After default was averted, International and Carrom filed respective motions for summary judgment.[4] The construction of a contract is squarely before us;[5] any analysis must be preceded by mapping out its relevant provisions.

 
B.

According to the declarations sheet, the limit of liability for certain coverages and the aggregate limit for each annual period with respect to other hazards is $5,000,000.00 each. Item 4(c), "self-insured retention," is zero. The schedule of underlying comprehensive general liability insurance for bodily injury, combined single limit, is $500,000.00 each occurrence and $500,000.00 aggregate when applicable. A $1,900.00 annual premium is "flat charged;" next to estimated annual exposure is "N/A."

The body of the policy contains, inter alia, the following language:

 
DEFENSE SETTLEMENT
 
With respect to any occurrence covered by the terms and conditions of this policy, but not covered, as warranted, by the underlying policies listed in Schedule A hereof or not covered by any other underlying insurance collectible by the insured, the company shall;
 
(a) defend any suit against the insured alleging such injury or destruction and seeking damages on account thereof, even if such suit is groundless, false or fraudulent; but the company may make such investigation, negotiation and settlement of any claim or suit as it deems expedient; ...
 
(c) pay all expenses incurred by the company, all costs taxed against the insured in any such suit and all interest accruing after entry of judgment until the company has paid or tendered or deposited in court such part of such *303 judgment as does not exceed the limit of the company's liability thereon; ...
 
* * * * * *
 
DEFINITIONS
 
* * * * * *
 
"ULTIMATE NET LOSS"
 
"Ultimate Net Loss" means the total of the following sums with respect to each occurrence;
 
(a) all sums which the insured is legally obligated to pay as damages whether by reason of adjudication or settlement, because of bodily injury, personal injury, property damage or advertising liability to which this policy applies, and (b) all expenses, other than defense settlement provided in Insuring Agreement II, incurred by or on behalf of the insured in the investigation, negotiation, settlement and defense of any claim covered by this policy or suit seeking such damages, excluding only the salaries of the insured's regular employees.
 
This policy shall not apply to defense, investigation, settlement or legal expenses covered by underlying insurance.
 
* * * * * *
 
RETAINED LIMIT LIMIT OF LIABILITY
 
The Company's liability shall be only for the ultimate net loss in excess of the insured's retained limit defined as the greater of;
 
(a) the total of the applicable limits of the underlying policies listed in Schedule A hereof, and the applicable limits of any other insurance collectible by the insured; or
 
(b) the self-insured retention stated in Item 4(c) of the declarations as the result of all occurrences not covered by said underlying insurance, and which shall be borne by the insured, separately as respects each annual period of this policy.
 
When the self-insured retention stated in Item 4(c) has been exhausted, this policy shall apply without application of the self-insured retention for the remainder of that annual period.
 
The company's liability shall not exceed the amount stated in Item 4(a) of the declarations as the result of any one occurrence....
 
* * * * * *
 
CONDITIONS
 
A. Premium Computation ... The advance premium is based upon the estimated exposures for the policy period as stated in the declarations.
 
* * * * * *
 
E. Assistance and Co-operation.

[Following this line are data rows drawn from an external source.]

//! Per-target circuit breaker: closed → open after N consecutive failures, half-open after the
//! cooldown, closed again on a successful probe.
//!
//! State lives behind a `std::sync::Mutex` that is only held for the bookkeeping, never across
//! an await. Half-open admits one probe at a time; a probe whose future is dropped releases
//! its slot through [`BreakerPermit`]'s `Drop`.

use std::sync::Mutex;
use std::time::{Duration, Instant};

use serde::Serialize;

#[derive(Debug, Clone, Copy, PartialEq, Eq, Serialize)]
#[serde(rename_all = "snake_case")]
pub enum BreakerState {
    Closed,
    Open,
    HalfOpen,
}

#[derive(Debug)]
struct Inner {
    state: BreakerState,
    consecutive_failures: u32,
    opened_at: Option<Instant>,
    probe_in_flight: bool,
}

#[derive(Debug)]
pub struct CircuitBreaker {
    failure_threshold: u32,
    cooldown: Duration,
    inner: Mutex<Inner>,
}

impl CircuitBreaker {
    pub fn new(failure_threshold: u32, cooldown: Duration) -> Self {
        Self {
            failure_threshold: failure_threshold.max(1),
            cooldown,
            inner: Mutex::new(Inner {
                state: BreakerState::Closed,
                consecutive_failures: 0,
                opened_at: None,
                probe_in_flight: false,
            }),
        }
    }

    fn lock(&self) -> std::sync::MutexGuard<'_, Inner> {
        // A poisoned breaker still holds consistent counters; keep serving.
        self.inner.lock().unwrap_or_else(|p| p.into_inner())
    }

    /// Ask to make a call. `None` means fail fast: open and cooling down, or a probe is running.
    pub fn try_acquire(&self) -> Option<BreakerPermit<'_>> {
        let mut inner = self.lock();
        match inner.state {
            BreakerState::Closed => Some(BreakerPermit::new(self, false)),
            BreakerState::Open => {
                let cooled = inner
                    .opened_at
                    .map(|t| t.elapsed() >= self.cooldown)
                    .unwrap_or(true);
                if cooled {
                    inner.state = BreakerState::HalfOpen;
                    inner.probe_in_flight = true;
                    Some(BreakerPermit::new(self, true))
                } else {
                    None
                }
            }
            BreakerState::HalfOpen => {
                if inner.probe_in_flight {
                    None
                } else {
                    inner.probe_in_flight = true;
                    Some(BreakerPermit::new(self, true))
                }
            }
        }
    }

    pub fn state(&self) -> BreakerState {
        self.lock().state
    }

    pub fn consecutive_failures(&self) -> u32 {
        self.lock().consecutive_failures
    }

    fn on_success(&self) {
        let mut inner = self.lock();
        inner.state = BreakerState::Closed;
        inner.consecutive_failures = 0;
        inner.opened_at = None;
        inner.probe_in_flight = false;
    }

    fn on_failure(&self, probe: bool) {
        let mut inner = self.lock();
        inner.consecutive_failures = inner.consecutive_failures.saturating_add(1);
        if probe || inner.consecutive_failures >= self.failure_threshold {
            inner.state = BreakerState::Open;
            inner.opened_at = Some(Instant::now());
        }
        if probe {
            inner.probe_in_flight = false;
        }
    }

    fn on_abandoned_probe(&self) {
        let mut inner = self.lock();
        inner.probe_in_flight = false;
    }
}

/// Outcome reporter for one admitted call.
#[must_use]
pub struct BreakerPermit<'a> {
    breaker: &'a CircuitBreaker,
    probe: bool,
    settled: bool,
}

impl<'a> BreakerPermit<'a> {
    fn new(breaker: &'a CircuitBreaker, probe: bool) -> Self {
        Self {
            breaker,
            probe,
            settled: false,
        }
    }

    pub fn is_probe(&self) -> bool {
        self.probe
    }

    /// Upstream answered (including non-retryable rejections).
    pub fn success(mut self) {
        self.settled = true;
        self.breaker.on_success();
    }

    /// Transient failure: counts toward opening the circuit.
    pub fn failure(mut self) {
        self.settled = true;
        self.breaker.on_failure(self.probe);
    }
}

impl Drop for BreakerPermit<'_> {
    fn drop(&mut self) {
        if !self.settled && self.probe {
            self.breaker.on_abandoned_probe();
        }
    }
}
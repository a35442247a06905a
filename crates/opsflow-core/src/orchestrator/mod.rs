//! Orchestration state machine.
//!
//! A request moves Routing → Handling → Invoking → Validating → (AwaitingApproval) →
//! Synthesizing → Terminal. Every transition is committed as a new checkpoint before the next
//! one starts, so the latest checkpoint is always the exact resumption point:
//!
//! - a tool output is recorded in the same checkpoint that moves the thread to Validating, and
//!   a recorded call is never issued again;
//! - a validation or transient failure increments `error_count`, appends the reason to the
//!   error context and returns to Handling after an exponential backoff that an operator can
//!   abort; the thread fails once `error_count` reaches `retry.max_retries`;
//! - state-changing actions against production flag an item in the [`AuditLedger`] and park
//!   the thread until a decision arrives, either through [`Orchestrator::decide_audit_item`]
//!   or a ledger event picked up by [`Orchestrator::run_ledger_listener`].
//!
//! Within one process a thread has at most one driver; across processes the conditional
//! checkpoint insert rejects the slower writer with `ThreadBusy`.

mod router;
mod synthesize;
mod thread;
mod validate;

pub use router::{classify, extract_entities, missing_entity, ModelClassification};
pub use thread::{Phase, StepOutcome, SubmitOutcome, TerminalOutcome, Thread, ThreadSummary};
pub use validate::KNOWN_STATUSES;

use std::collections::HashSet;
use std::sync::Arc;

use dashmap::mapref::entry::Entry;
use dashmap::{DashMap, DashSet};
use serde_json::{json, Value};
use tokio::sync::{broadcast, watch};
use tracing::{debug, info, warn};

use crate::checkpoint::{CheckpointMetadata, CheckpointStore};
use crate::config::CoreConfig;
use crate::error::{OpsError, Result};
use crate::gateway::{Gateway, WorkloadOp};
use crate::graph::{GraphQueryService, QueryType};
use crate::ledger::{AuditLedger, DecisionOutcome, LedgerEvent};
use crate::security::PayloadRedactor;
use crate::shared::{
    now_ms, ActionType, Decision, Entities, Environment, Intent, Message, QueryKind, Tool,
    ToolCall, ToolOutput,
};

const DEFAULT_CRITICAL_LIMIT: usize = 10;
const CANCEL_REVIEWER: &str = "operator-cancel";

/// A loaded thread and the checkpoint it was read from.
struct Cursor {
    thread: Thread,
    parent: Option<(u64, String)>,
}

impl Cursor {
    fn seq(&self) -> u64 {
        self.parent.as_ref().map(|(seq, _)| *seq).unwrap_or(0)
    }
}

/// Registration of the in-process driver of one thread. Dropping it frees the slot.
struct DriverGuard<'a> {
    drivers: &'a DashMap<String, watch::Sender<bool>>,
    thread_id: String,
    abort: watch::Receiver<bool>,
}

impl Drop for DriverGuard<'_> {
    fn drop(&mut self) {
        self.drivers.remove(&self.thread_id);
    }
}

/// Resolves when an operator abort has been signalled. Never resolves otherwise.
async fn abort_requested(rx: &mut watch::Receiver<bool>) {
    loop {
        let flagged = *rx.borrow_and_update();
        if flagged {
            return;
        }
        if rx.changed().await.is_err() {
            std::future::pending::<()>().await;
        }
    }
}

fn abort_flagged(rx: &watch::Receiver<bool>) -> bool {
    let flagged = *rx.borrow();
    flagged
}

fn required_job(entities: &Entities) -> Result<String> {
    entities
        .job
        .clone()
        .ok_or_else(|| OpsError::Validation("job name missing".to_string()))
}

pub struct Orchestrator {
    config: CoreConfig,
    gateway: Arc<Gateway>,
    graph: Arc<GraphQueryService>,
    ledger: AuditLedger,
    checkpoints: CheckpointStore,
    redactor: PayloadRedactor,
    production_workstations: HashSet<String>,
    drivers: DashMap<String, watch::Sender<bool>>,
    /// Items being decided through `decide_audit_item`; the ledger listener skips them.
    self_decided: DashSet<String>,
}
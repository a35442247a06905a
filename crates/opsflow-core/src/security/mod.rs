//! Security utilities: redaction of sensitive tool payload fields and inline secrets.

pub mod redaction;

pub use redaction::{PayloadRedactor, REDACTED_PLACEHOLDER};
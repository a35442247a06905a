//! opsflow daemon (operator console + background workers)
//!
//! Reads operator lines from stdin. `<thread> <message>` submits a message; commands start
//! with `:`: `:status <thread>`, `:approve <item> [reviewer]`, `:reject <item> <reason>`,
//! `:cancel <thread>`, `:pending`, `:quit`. A ledger listener resumes threads when items are
//! decided, and a timer collects expired checkpoints.

use std::path::Path as StdPath;
use std::sync::Arc;
use std::time::Duration;

use opsflow_core::gateway::{ChatCompletionsModel, HttpWorkloadApi};
use opsflow_core::graph::HttpGraphBackend;
use opsflow_core::{
    CoreConfig, Decision, Gateway, GraphBackend, GraphQueryService, InMemoryGraph, LanguageModel,
    OpsError, Orchestrator, SubmitOutcome,
};
use tokio::io::{AsyncBufReadExt, BufReader};
use tracing_subscriber::{layer::SubscriberExt, util::SubscriberInitExt};

/// Checkpoint GC cadence unless `OPSFLOW_GC_INTERVAL_SECS` overrides it.
const DEFAULT_GC_INTERVAL_SECS: u64 = 3_600;
const CONSOLE_REVIEWER: &str = "console";

#[tokio::main]
async fn main() -> Result<(), Box<dyn std::error::Error + Send + Sync>> {
    if let Err(e) = dotenvy::dotenv() {
        eprintln!("[opsflow-daemon] .env not loaded: {} (using system environment)", e);
    }

    tracing_subscriber::registry()
        .with(tracing_subscriber::EnvFilter::new(
            std::env::var("RUST_LOG").unwrap_or_else(|_| "info".into()),
        ))
        .with(tracing_subscriber::fmt::layer())
        .init();

    let config = CoreConfig::load()?;
    config.validate()?;
    let gc_every = std::env::var("OPSFLOW_GC_INTERVAL_SECS")
        .ok()
        .and_then(|s| s.parse::<u64>().ok())
        .unwrap_or(DEFAULT_GC_INTERVAL_SECS)
        .max(1);

    // sled is single-writer: one daemon per storage path.
    let db = sled::open(StdPath::new(&config.storage_path).join("opsflow.db"))?;

    let model: Option<Arc<dyn LanguageModel>> = if config.llm.base_url.trim().is_empty() {
        tracing::info!("no language model configured; responses are template-only");
        None
    } else {
        Some(Arc::new(ChatCompletionsModel::new(
            config.llm.api_key.clone(),
            &config.llm.model,
        )))
    };
    let workload = Arc::new(HttpWorkloadApi::new(config.workload.api_token.clone()));
    let gateway = Arc::new(Gateway::new(&config, workload, model)?);

    let backend: Arc<dyn GraphBackend> = if config.graph.base_url.trim().is_empty() {
        tracing::warn!("graph.base_url not set; dependency queries run against an empty graph");
        Arc::new(InMemoryGraph::new())
    } else {
        Arc::new(HttpGraphBackend::new(Arc::clone(&gateway)))
    };
    let graph = Arc::new(GraphQueryService::new(backend, &config));
    let engine = Arc::new(Orchestrator::new(config.clone(), &db, gateway, graph)?);

    let listener = tokio::spawn(Arc::clone(&engine).run_ledger_listener());
    let gc = tokio::spawn(collect_garbage(
        Arc::clone(&engine),
        Duration::from_secs(gc_every),
    ));

    tracing::info!(
        profile = ?config.profile,
        storage_path = %config.storage_path,
        gc_interval_secs = gc_every,
        "opsflow daemon started"
    );

    let mut lines = BufReader::new(tokio::io::stdin()).lines();
    loop {
        tokio::select! {
            line = lines.next_line() => match line? {
                Some(line) => {
                    if !handle_line(&engine, line.trim()).await {
                        break;
                    }
                }
                None => break,
            },
            _ = tokio::signal::ctrl_c() => {
                tracing::info!("CTRL-C received; shutting down daemon");
                break;
            }
        }
    }

    listener.abort();
    gc.abort();
    db.flush_async().await?;
    Ok(())
}

/// Returns false when the console should exit.
async fn handle_line(engine: &Orchestrator, line: &str) -> bool {
    if line.is_empty() {
        return true;
    }
    let (head, rest) = line
        .split_once(char::is_whitespace)
        .map(|(h, r)| (h, r.trim()))
        .unwrap_or((line, ""));

    let result: Result<String, OpsError> = match head {
        ":quit" | ":exit" => return false,
        ":pending" => list_pending(engine).await,
        ":status" => engine.get_thread_status(rest).await.and_then(|summary| {
            serde_json::to_string_pretty(&summary).map_err(OpsError::from)
        }),
        ":approve" => {
            let (item, reviewer) = rest.split_once(' ').unwrap_or((rest, CONSOLE_REVIEWER));
            engine
                .decide_audit_item(item, Decision::Approve, reviewer.trim())
                .await
                .map(render)
        }
        ":reject" => {
            let (item, reason) = rest
                .split_once(' ')
                .unwrap_or((rest, "rejected from the console"));
            let decision = Decision::Reject {
                reason: reason.trim().to_string(),
            };
            engine
                .decide_audit_item(item, decision, CONSOLE_REVIEWER)
                .await
                .map(render)
        }
        ":cancel" => engine.cancel_thread(rest).await.map(render),
        cmd if cmd.starts_with(':') => Ok(format!("unknown command {}", cmd)),
        thread if rest.is_empty() => Ok(format!("usage: {} <message>", thread)),
        thread => engine.submit_message(thread, rest).await.map(render),
    };

    match result {
        Ok(out) => println!("{}", out),
        Err(e) => {
            tracing::debug!(error = %e, "console command failed");
            println!("error: {}", e.user_message());
        }
    }
    true
}

fn render(outcome: SubmitOutcome) -> String {
    match outcome {
        SubmitOutcome::Response {
            text,
            correlation_id,
        } => format!("{}\n  [ref {}]", text, correlation_id),
        SubmitOutcome::PendingApproval { item_id, message } => {
            format!("{}\n  [approve with `:approve {}`]", message, item_id)
        }
        SubmitOutcome::ClarificationNeeded { question } => question,
    }
}

async fn list_pending(engine: &Orchestrator) -> Result<String, OpsError> {
    let items = engine.ledger().pending().await?;
    if items.is_empty() {
        return Ok("no pending audit items".to_string());
    }
    Ok(items
        .iter()
        .map(|item| format!("{}  thread={}  {}", item.id, item.thread_id, item.payload))
        .collect::<Vec<_>>()
        .join("\n"))
}

async fn collect_garbage(engine: Arc<Orchestrator>, every: Duration) {
    let mut interval = tokio::time::interval(every);
    // First tick completes immediately.
    interval.tick().await;
    loop {
        interval.tick().await;
        match engine.collect_expired_checkpoints().await {
            Ok(removed) => tracing::debug!(removed, "checkpoint gc pass finished"),
            Err(e) => tracing::warn!(error = %e, "checkpoint gc failed"),
        }
        let purged = engine.graph().purge_expired();
        tracing::debug!(purged, "query cache sweep finished");
    }
}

Except as provided in Insuring Agreement II (Defense Settlement) or in Condition J (Underlying Insurance) the company shall not be called upon to assume charge of the settlement or defense of any claim made or proceeding instituted against the insured, but the company shall have the right and opportunity to associate with the insured in the defense and control of any claim or proceeding reasonably likely to involve the company. In such event the insured and the company shall cooperate fully.
 
* * * * * *
 
G. Loss Payable. Liability of the company with respect to any one occurrence shall not attach unless and until the insured, the company in behalf of the insured, or the insured's underlying insurer, has paid the amount of retained limit. Where the company must indemnify the insured for ultimate net loss in accordance with Insuring Agreements, the insured shall make a definite claim for any loss for which the company may be liable within twelve (12) months after the insured shall have paid an amount of ultimate net loss in excess of the amount borne by the insured or after the insured's liability shall have been made certain by final judgment against the insured after actual trial, or by written agreement of the insured, the claimant and the company. If any subsequent payments are made by the insured on account of the same occurrence, additional claims shall be made similarly from time to time and shall be payable within *304 thirty (30) days after proof in conformity with this policy.
 
The insured shall promptly reimburse the company for any amount of ultimate net loss paid on behalf of the insured within the self-insured retention specified in Item 4(c) of the declarations.
 
H. Bankruptcy or Insolvency. Bankruptcy or insolvency of the insured shall not relieve the company of any of its obligations hereunder.
 
I. Other insurance. If other collectible insurance including other insurance with this company is available to the insured covering a loss also covered hereunder (except insurance purchased to apply in excess of the sum of the retained limit of liability hereunder) the insurance hereunder shall be in excess of and not contribute with such other insurance.
 
J. Underlying Insurance. If underlying insurance is exhausted by any occurrence the company shall be obliged to assume charge of the settlement or defense of any claim or proceeding against the insured resulting from the same occurrence, but only where this policy applies immediately in excess of such underlying insurance, without the intervention of excess insurance of another carrier.
 
In the event of the reduction or exhaustion of the aggregate limits of liability of the underlying policies listed in Schedule A solely by reason of losses paid thereunder in respect of occurrences happening during the policy period of this policy, this policy, (1) in the event of reduction, shall pay the excess of the reduced underlying limits; or (2) in the event of exhaustion, shall continue in force as underlying insurance.
 
* * * * * *
 
O. Maintenance of Underlying Insurance. It is warranted by the insured that the underlying policies listed in Schedule A, or renewals or replacements thereof not more restricted, shall be maintained in force during the currency of this policy, except for any reduction of the aggregate limits contained therein solely by payment of claims in respect of occurrences happening during this policy period. In the event of failure by the insured to so maintain such policies in force or to meet all conditions and warranties subsequent to loss under such policies the insurance afforded by this policy shall apply in the same manner it would have applied had such policies been so maintained in force.
 
In the event there is no recovery available to the insured as a result of the bankruptcy or insolvency of the underlying Insurer, the coverage hereunder shall apply in excess of the applicable limit of liability specified in Schedule A.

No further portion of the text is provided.